On December 11, 2014, Pieris Operating and TBG entered into an accelerated repayment agreement in respect of the claims of TBG against Pieris AG. Pursuant to terms of the accelerated repayment agreement, conditioned upon closing of the Acquisition, Pieris AG will be obligated to pay €1,050,000 ($1.45 million), the outstanding amount under the repayment agreement, in two tranches as follows: €600,000 ($825,960) plus accrued interest on January 31, 2015 and €450,000 ($619,470) on March 31, 2015. Upon full payment of the accelerated repayment amount of €1,050,000 ($1.4 million), all claims of Pieris AG and TBG against each other from or in connection with the silent partnership agreement dated May 13, 2003 and the repayment agreement entered into on April 3, 2014, will be considered settled and repaid in full.

2014 Series C Financing

During the fourth quarter of 2014, Pieris AG completed a financing round and issued Series C preferred shares (the “2014 Series C Financing’’). The 2014 Series C Financing included issuing shares for aggregate cash proceeds of $6,271,783, of which $1,262,800 was received prior to September 30, 2014 and is included as “Preferred share subscription” on the balance sheet as of September 30, 2014. Additionally, principal and interest amounts outstanding related to the 2012 Bridge Loan and 2014 Bridge Loan ($4,415,170) were converted for additional Series C preferred shares.

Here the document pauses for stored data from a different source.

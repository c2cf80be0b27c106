use anyhow::{anyhow, Result};
use async_trait::async_trait;
use reqwest::Client;
use reqwest::StatusCode;
use serde_json::{json, Map, Value};
use std::time::Duration;

use super::base::{Provider, Usage};
use super::configs::OpenAiProviderConfig;
use super::utils::{
    check_openai_context_length_error, messages_to_openai_spec, openai_response_to_message,
    tools_to_openai_spec,
};
use crate::models::message::Message;
use crate::models::tool::Tool;

pub struct OpenAiProvider {
    client: Client,
    config: OpenAiProviderConfig,
}

impl OpenAiProvider {
    pub fn new(config: OpenAiProviderConfig) -> Result<Self> {
        let client = Client::builder()
            .timeout(Duration::from_secs(600)) // 10 minutes timeout
            .build()?;

        Ok(Self { client, config })
    }

    fn get_usage(data: &Value) -> Usage {
        let Some(usage) = data.get("usage") else {
            return Usage::default();
        };

        let input_tokens = usage
            .get("prompt_tokens")
            .and_then(|v| v.as_i64())
            .map(|v| v as i32);

        let output_tokens = usage
            .get("completion_tokens")
            .and_then(|v| v.as_i64())
            .map(|v| v as i32);

        let total_tokens = usage
            .get("total_tokens")
            .and_then(|v| v.as_i64())
            .map(|v| v as i32)
            .or_else(|| match (input_tokens, output_tokens) {
                (Some(input), Some(output)) => Some(input + output),
                _ => None,
            });

        Usage::new(input_tokens, output_tokens, total_tokens)
    }

    async fn post(&self, payload: Value) -> Result<Value> {
        let url = format!(
            "{}/v1/chat/completions",
            self.config.host.trim_end_matches('/')
        );

        let response = self
            .client
            .post(&url)
            .header("Authorization", format!("Bearer {}", self.config.api_key))
            .json(&payload)
            .send()
            .await?;

        match response.status() {
            StatusCode::OK => Ok(response.json().await?),
            status if status == StatusCode::TOO_MANY_REQUESTS || status.as_u16() >= 500 => {
                Err(anyhow!("Server error: {}", status))
            }
            status => {
                let body = response.text().await.unwrap_or_default();
                Err(anyhow!("Request failed: {}\nResponse: {}", status, body))
            }
        }
    }
}

#[async_trait]
impl Provider for OpenAiProvider {
    async fn complete(
        &self,
        system: &str,
        messages: &[Message],
        tools: &[Tool],
    ) -> Result<(Message, Usage)> {
        let system_message = json!({
            "role": "system",
            "content": system
        });

        let mut messages_array = vec![system_message];
        messages_array.extend(messages_to_openai_spec(messages));

        let mut payload = Map::new();
        payload.insert("model".to_string(), json!(self.config.model));
        payload.insert("messages".to_string(), json!(messages_array));

        if !tools.is_empty() {
            payload.insert("tools".to_string(), json!(tools_to_openai_spec(tools)?));
        }
        if let Some(temp) = self.config.temperature {
            payload.insert("temperature".to_string(), json!(temp));
        }
        if let Some(tokens) = self.config.max_tokens {
            payload.insert("max_tokens".to_string(), json!(tokens));
        }

        let response = self.post(Value::Object(payload)).await?;

        // Raise specific error if context length is exceeded
        if let Some(error) = response.get("error") {
            if let Some(err) = check_openai_context_length_error(error) {
                return Err(err.into());
            }
            return Err(anyhow!("OpenAI API error: {}", error));
        }

        let usage = Self::get_usage(&response);
        let message = openai_response_to_message(response)?;

        tracing::debug!(
            model = %self.config.model,
            input_tokens = ?usage.input_tokens,
            output_tokens = ?usage.output_tokens,
            "completion finished"
        );

        Ok((message, usage))
    }
}
use anyhow::{anyhow, Result};
use regex::Regex;
use serde_json::{json, Value};

use crate::errors::AgentError;
use crate::models::message::{Message, MessageContent};
use crate::models::role::Role;
use crate::models::tool::{Tool, ToolCall};

/// Convert internal Message format to OpenAI's API message specification
pub fn messages_to_openai_spec(messages: &[Message]) -> Vec<Value> {
    let mut messages_spec = Vec::new();

    for message in messages {
        let mut converted = json!({
            "role": message.role
        });

        let mut output = Vec::new();

        for content in &message.content {
            match content {
                MessageContent::Text(text) => {
                    if !text.text.is_empty() {
                        converted["content"] = json!(text.text);
                    }
                }
                MessageContent::ToolRequest(request) => match &request.tool_call {
                    Ok(tool_call) => {
                        let sanitized_name = sanitize_function_name(&tool_call.name);
                        let call = json!({
                            "id": request.id,
                            "type": "function",
                            "function": {
                                "name": sanitized_name,
                                "arguments": tool_call.arguments.to_string(),
                            }
                        });
                        match converted.get_mut("tool_calls").and_then(Value::as_array_mut) {
                            Some(tool_calls) => tool_calls.push(call),
                            None => converted["tool_calls"] = json!([call]),
                        }
                    }
                    Err(e) => {
                        output.push(json!({
                            "role": "tool",
                            "content": format!("Error: {}", e),
                            "tool_call_id": request.id
                        }));
                    }
                },
                MessageContent::ToolResponse(response) => match &response.tool_result {
                    Ok(contents) => {
                        output.push(json!({
                            "role": "tool",
                            "content": contents,
                            "tool_call_id": response.id
                        }));
                    }
                    Err(e) => {
                        // A tool result error is shown as output so the model can interpret the error message
                        output.push(json!({
                            "role": "tool",
                            "content": format!("The tool call returned the following error:\n{}", e),
                            "tool_call_id": response.id
                        }));
                    }
                },
            }
        }

        if converted.get("content").is_some() || converted.get("tool_calls").is_some() {
            output.insert(0, converted);
        }
        messages_spec.extend(output);
    }

    messages_spec
}

/// Convert internal Tool format to OpenAI's API tool specification
pub fn tools_to_openai_spec(tools: &[Tool]) -> Result<Vec<Value>> {
    let mut tool_names = std::collections::HashSet::new();
    let mut result = Vec::new();

    for tool in tools {
        if !tool_names.insert(&tool.name) {
            return Err(anyhow!("Duplicate tool name: {}", tool.name));
        }

        result.push(json!({
            "type": "function",
            "function": {
                "name": tool.name,
                "description": tool.description,
                "parameters": tool.input_schema,
            }
        }));
    }

    Ok(result)
}

/// Convert OpenAI's API response to internal Message format
pub fn openai_response_to_message(response: Value) -> Result<Message> {
    let original = response["choices"][0]["message"].clone();
    if original.is_null() {
        return Err(anyhow!("Response contained no message: {}", response));
    }
    let mut content = Vec::new();

    if let Some(text) = original.get("content").and_then(|t| t.as_str()) {
        content.push(MessageContent::text(text));
    }

    if let Some(tool_calls) = original.get("tool_calls").and_then(|t| t.as_array()) {
        for tool_call in tool_calls {
            let id = tool_call["id"].as_str().unwrap_or_default().to_string();
            let function_name = tool_call["function"]["name"]
                .as_str()
                .unwrap_or_default()
                .to_string();
            let arguments = tool_call["function"]["arguments"]
                .as_str()
                .unwrap_or_default()
                .to_string();

            if !is_valid_function_name(&function_name) {
                let error = AgentError::ToolNotFound(format!(
                    "The provided function name '{}' had invalid characters, it must match this regex [a-zA-Z0-9_-]+",
                    function_name
                ));
                content.push(MessageContent::tool_request(id, Err(error)));
                continue;
            }

            // Models sometimes send an empty string for tools without arguments
            let arguments = if arguments.trim().is_empty() {
                "{}".to_string()
            } else {
                arguments
            };

            match serde_json::from_str::<Value>(&arguments) {
                Ok(params) => {
                    content.push(MessageContent::tool_request(
                        id,
                        Ok(ToolCall::new(&function_name, params)),
                    ));
                }
                Err(e) => {
                    let error = AgentError::InvalidParameters(format!(
                        "Could not interpret tool use parameters for id {}: {}",
                        id, e
                    ));
                    content.push(MessageContent::tool_request(id, Err(error)));
                }
            }
        }
    }

    Ok(Message {
        role: Role::Assistant,
        created: chrono::Utc::now().timestamp(),
        content,
    })
}

fn sanitize_function_name(name: &str) -> String {
    let re = Regex::new(r"[^a-zA-Z0-9_-]").unwrap();
    re.replace_all(name, "_").to_string()
}

fn is_valid_function_name(name: &str) -> bool {
    let re = Regex::new(r"^[a-zA-Z0-9_-]+$").unwrap();
    re.is_match(name)
}

#[derive(Debug, thiserror::Error)]
#[error("Context length exceeded. Message: {0}")]
pub struct ContextLengthExceededError(String);

pub fn check_openai_context_length_error(error: &Value) -> Option<ContextLengthExceededError> {
    let code = error.get("code")?.as_str()?;
    if code == "context_length_exceeded" || code == "string_above_max_length" {
        let message = error
            .get("message")
            .and_then(|m| m.as_str())
            .unwrap_or("Unknown error")
            .to_string();
        Some(ContextLengthExceededError(message))
    } else {
        None
    }
}
use serde::Serialize;
use tera::{Context, Error as TeraError, Tera};

use crate::models::tool::Tool;

pub fn load_prompt<T: Serialize>(template: &str, context_data: &T) -> Result<String, TeraError> {
    let mut tera = Tera::default();
    tera.add_raw_template("inline_template", template)?;
    let context = Context::from_serialize(context_data)?;
    let rendered = tera.render("inline_template", &context)?;
    Ok(rendered)
}

/// One `Tool: <name>, Schema: <json>` line per tool
pub fn tools_description(tools: &[Tool]) -> String {
    tools
        .iter()
        .map(|tool| format!("Tool: {}, Schema: {}", tool.name, tool.input_schema))
        .collect::<Vec<_>>()
        .join("\n")
}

The Series C stockholders were entitled to receive a preference payment in the event of any liquidation, dissolution, winding-up or exit event (i.e., any merger or consolidation into or any other corporation or sale of more than 50% of Pieris AG’s assets or 50% of Pieris AG’s shares) of Pieris AG, or in the event of a dividend or other distribution by the Company to its stockholders before any payment was made to the holders of shares of Pieris AG’s other preferred or common shares. The Series C preferred stockholders were entitled to receive 2.5 times the original issuance price of the Series C preferred plus cumulative annual interest of 8% before other preferred or common shareholders received consideration in such events.

All outstanding Series C preferred shares were exchanged for common stock of Pieris Pharmaceuticals, Inc. in the Acquisition.